Post Numéro: 78 de calkstein 22 Avr 2016, 13:26
J'aborderai justement ce sujet dans le prochain n° de bataille et blindé... (je remercie au passage Alain Adam pour l'aide qu'il m'a apportée pour cet article)
Les contacts ont eu lieux mais à un moment trop tardif pour avoir un impact réel sur le changement des plans des destructions. Par ailleurs Gamelin accordait une importance trop grande à l'avantage défensif des Ardennes. Son attention avait pourtant été attirée sur le danger par le rapport parlementaire Taittinger/Framond qui visitent la zone de Sedan en janvier 1940. S'ils se montrent satisfaits du secteur de Montmédy, ils sont particulièrement acerbes vis-à-vis de la portion de frontière entre l'extrémité de ce point et Valencienne:
Je cite:“Mais nous considérons de notre devoir de dégager un fait brutal: dans la région parcourue qui va de Montmédy au nord de Valenciennes,un certain nombre d'ouvrages sont en état de remplir le rôle qui leur est assigné.Mais tant sur la ligne d'arrêt que sur celle de résistance, nombre d'ouvrages ne seront pas terminés avant plusieurs semaines et il faut souhaiter que ce laps de temps soit accordé tant aux entrepreneurs civils qu'aux formations du génie qui poursuivent avec une hâte les travaux qui leurs ont été confiés. Les hésitations du commandement, les rigueurs de la température sont responsables d'un grand nombre de lacunes constatées. Nous souhaitons que ce répit nécessaire nous soit accordé, mais nous devons d'ores et déjà remercier la providence de nous avoir préservés, au mois de septembre 1939,d'une invasion par la Belgique, car, à ce moment-là, sur un grand nombre de points, mal défendus, ne nous aurait pas donné les points d'appui suffisants pour résister avec avantages aux entreprises de l'ennemi. Il semble qu'il y ait des terres de malheur pour nos armes... „
Leur rapport continue en étant accablant et totalement clairvoyant sur les menacent qui pèsent sur la ville située au débouché du massif:“ Les organisations défensives sont dans ce secteur, rudimentaires, pour ne pas dire embryonnaires. Sur la route venant de Bouillon, en Belgique, à Sedan, comme sur les autres points d'accès, la défense consiste en "maisons fortes" dont la résistance ne serait que de courte durée.
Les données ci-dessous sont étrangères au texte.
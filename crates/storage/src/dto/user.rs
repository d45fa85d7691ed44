use chrono::NaiveDateTime;
use serde::{Deserialize, Serialize};
use utoipa::ToSchema;
use uuid::Uuid;
use validator::Validate;

/// Request payload for registering a staff or admin account
#[derive(Debug, Clone, Serialize, Deserialize, Validate, ToSchema)]
#[serde(rename_all = "camelCase")]
pub struct RegisterRequest {
    #[validate(length(min = 1, max = 255, message = "Username is required"))]
    pub username: String,

    #[validate(email)]
    pub email: String,

    #[validate(length(min = 8, message = "Password must be at least 8 characters"))]
    pub password: String,

    #[validate(custom(function = "validate_role"))]
    pub role: String,

    #[validate(length(min = 1, max = 255))]
    pub first_name: String,

    #[validate(length(min = 1, max = 255))]
    pub last_name: String,
}

/// Request payload for replacing a staff or admin account. `password`
/// is optional; a missing or blank value keeps the stored hash.
#[derive(Debug, Clone, Serialize, Deserialize, Validate, ToSchema)]
#[serde(rename_all = "camelCase")]
pub struct UpdateUserRequest {
    #[validate(length(min = 1, max = 255, message = "Username is required"))]
    pub username: String,

    #[validate(email)]
    pub email: String,

    #[validate(custom(function = "validate_role"))]
    pub role: String,

    #[validate(length(min = 1, max = 255))]
    pub first_name: String,

    #[validate(length(min = 1, max = 255))]
    pub last_name: String,

    pub password: Option<String>,
}

/// Request payload for logging in. `username` also accepts the account
/// email.
#[derive(Debug, Clone, Serialize, Deserialize, Validate, ToSchema)]
#[serde(rename_all = "camelCase")]
pub struct LoginRequest {
    #[validate(length(min = 1, message = "Username is required"))]
    pub username: String,

    #[validate(length(min = 1, message = "Password is required"))]
    pub password: String,
}

/// User information with the password hash stripped
#[derive(Debug, Clone, Serialize, Deserialize, ToSchema)]
#[serde(rename_all = "camelCase")]
pub struct UserResponse {
    pub id: Uuid,
    pub username: String,
    pub email: String,
    pub role: String,
    pub first_name: String,
    pub last_name: String,
    pub created_at: NaiveDateTime,
}

impl From<crate::models::User> for UserResponse {
    fn from(user: crate::models::User) -> Self {
        Self {
            id: user.id,
            username: user.username,
            email: user.email,
            role: user.role,
            first_name: user.first_name,
            last_name: user.last_name,
            created_at: user.created_at,
        }
    }
}

fn validate_role(role: &str) -> Result<(), validator::ValidationError> {
    const VALID_ROLES: &[&str] = &["admin", "staff"];

    if VALID_ROLES.contains(&role) {
        Ok(())
    } else {
        Err(validator::ValidationError::new("invalid_role"))
    }
}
Les réseaux de fil de fer qui ont été placés, les destructions envisagées et la résistance des maisons fortes ne peuvent pas procurer un temps d'arrêt supérieur à une heure. Ce laps de temps serait tout juste suffisant à donner l'alerte, en cas d'attaque inattendue.
Les Allemands ont montré en 1914 qu'ils étaient passés maîtres dans l'art d'utiliser le couvert des bois et nous pourrions avoir de ce côté un jour prochain une surprise suivie d'amères déconvenues.
Nos ennemis évitant le point solide de Montmédy pourraient se laisser "couler" en direction de Sedan, point particulièrement faible de notre système défensif.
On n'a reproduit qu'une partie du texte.